European appliance maker Groupe SEB reported consolidated sales for the first quarter ended March 31, 2005 increased slightly to 484.9 million euros (approx. U.S. $623.8 million).
The company said that the early-year business environment was marked by fierce competition and was very uneven, with sluggish consumer spending in Europe contrasting stronger growth in other regions.
In France, sales declined 8.3 percent to 114.3 million euros (approx. $147 million). The company said the decline was mainly due to heavy promotional costs for cookware associated with Chandeleur (Candlemas), a day that the French traditionally celebrate with crepes. Sales were also slow for irons and vacuum cleaners, while sales of hair dryers, steam generators, pressure cookers, and espresso coffee makers were strong, Groupe SEB said.

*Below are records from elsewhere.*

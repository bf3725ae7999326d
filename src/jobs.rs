// src/jobs.rs

use anyhow::{bail, Context, Result};
use std::{
    thread,
    time::{Duration, Instant},
};
use thiserror::Error;
use tracing::{debug, error, info};

use crate::warehouse::{ErrorProto, Job, JobConfigurationLoad, JobState, LoadSource, Warehouse};

/// A load job reached DONE carrying an error payload.
///
/// Every individual error entry the server returned is kept for diagnostics.
#[derive(Error, Debug, Clone, PartialEq)]
#[error("load job {job_id} failed: {error}")]
pub struct LoadJobFailed {
    pub job_id: String,
    pub error: ErrorProto,
    pub errors: Vec<ErrorProto>,
}

/// Submits load jobs and blocks until they reach a terminal state.
///
/// PENDING → RUNNING → DONE; the first DONE observation ends polling.
/// With no timeout the loop waits for as long as the server takes.
#[derive(Debug, Clone, Copy)]
pub struct JobPoller {
    interval: Duration,
    timeout: Option<Duration>,
}

impl JobPoller {
    pub fn new(interval: Duration, timeout: Option<Duration>) -> Self {
        Self { interval, timeout }
    }

    /// Submit a load job reading `source` and wait for it to finish.
    pub fn run_load(
        &self,
        warehouse: &dyn Warehouse,
        load: &JobConfigurationLoad,
        source: LoadSource<'_>,
    ) -> Result<Job> {
        let job = warehouse
            .run_load_job(load, source)
            .with_context(|| format!("submitting load job into {}", load.destination_table))?;
        info!(
            job_id = job.job_id().unwrap_or("?"),
            table = %load.destination_table,
            %source,
            "load job submitted"
        );
        self.wait(warehouse, job)
    }

    /// Poll `job` until DONE, then turn an error payload into `LoadJobFailed`.
    pub fn wait(&self, warehouse: &dyn Warehouse, mut job: Job) -> Result<Job> {
        let started = Instant::now();
        if job.state() != JobState::Done {
            let job_id = match job.job_id() {
                Some(id) => id.to_string(),
                None => bail!("load job was accepted without a job reference"),
            };
            loop {
                if let Some(limit) = self.timeout {
                    if started.elapsed() >= limit {
                        bail!(
                            "load job {job_id} still {:?} after {}s",
                            job.state(),
                            limit.as_secs()
                        );
                    }
                }
                debug!(
                    job_id = %job_id,
                    state = ?job.state(),
                    "job not done, waiting {}s", self.interval.as_secs()
                );
                thread::sleep(self.interval);
                job = warehouse
                    .get_job(&job_id)
                    .with_context(|| format!("polling job {job_id}"))?;
                if job.state() == JobState::Done {
                    break;
                }
            }
        }
        check_done(&job)?;
        Ok(job)
    }
}

fn check_done(job: &Job) -> Result<(), LoadJobFailed> {
    let Some(status) = job.status.as_ref() else {
        return Ok(());
    };
    match &status.error_result {
        Some(err) => {
            let job_id = job.job_id().unwrap_or("?").to_string();
            error!(job_id = %job_id, "{}. Status: {:?}", err, status.state);
            for e in &status.errors {
                error!(job_id = %job_id, "{}", e);
            }
            Err(LoadJobFailed {
                job_id,
                error: err.clone(),
                errors: status.errors.clone(),
            })
        }
        None => {
            info!(
                job_id = job.job_id().unwrap_or("?"),
                rows = job.output_rows(),
                "load job finished successfully"
            );
            Ok(())
        }
    }
}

Sales were also down almost everywhere else in the European Union, reflecting both persistent difficulties in Italy and a cyclical downturn in a few countries that registered strong growth in 2004, such as Spain, the UK, and Portugal, the company said. First quarter sales declined 11 percent to 133.9 million euros (approx. $172.2 million).
According to the company, North America -- after a difficult 2004 -- showed encouraging signs of growth. Total North American sales increased 34.6 percent to 70.4 million euros (approx. $90.5 million). The upturn, following 2 years of decline, reflected a stabilization in T-FAL sales, as expressed in dollars, a turnaround in business of the Krups brand, led by new products launched in late 2004, and a confirmation of Rowenta's momentum, driven by the successful launch of new-model irons and hand steamers.
In South America, macroeconomic indicators continued to trend favorably, enabling Groupe SEB to make further inroads. Total sales increased 12.4 percent to 31.4 million euros (approx. $40.4 million). In Brazil, sales were helped with the introduction of new products such as blenders, both dry and steam irons, and personal care appliances, while rapid expansion continued in Argentina and Venezuela.
In the other countries, sales increased in nearly all markets, notably in Southeast Asia, where the recent start-ups in Thailand, Taiwan, and Singapore produced results. In addition, growth was spurred in Japan, where the Group gained market share, in Turkey, where the company still sees high growth potential, and in Central Europe, where Groupe SEB further strengthened its positions. Sales increased 8.1 percent to 134.9 million euros (approx. $174 million).
According to the company, entry-level products manufactured in Asia and sold through discount retail chains increased its market share, especially in industrialized countries.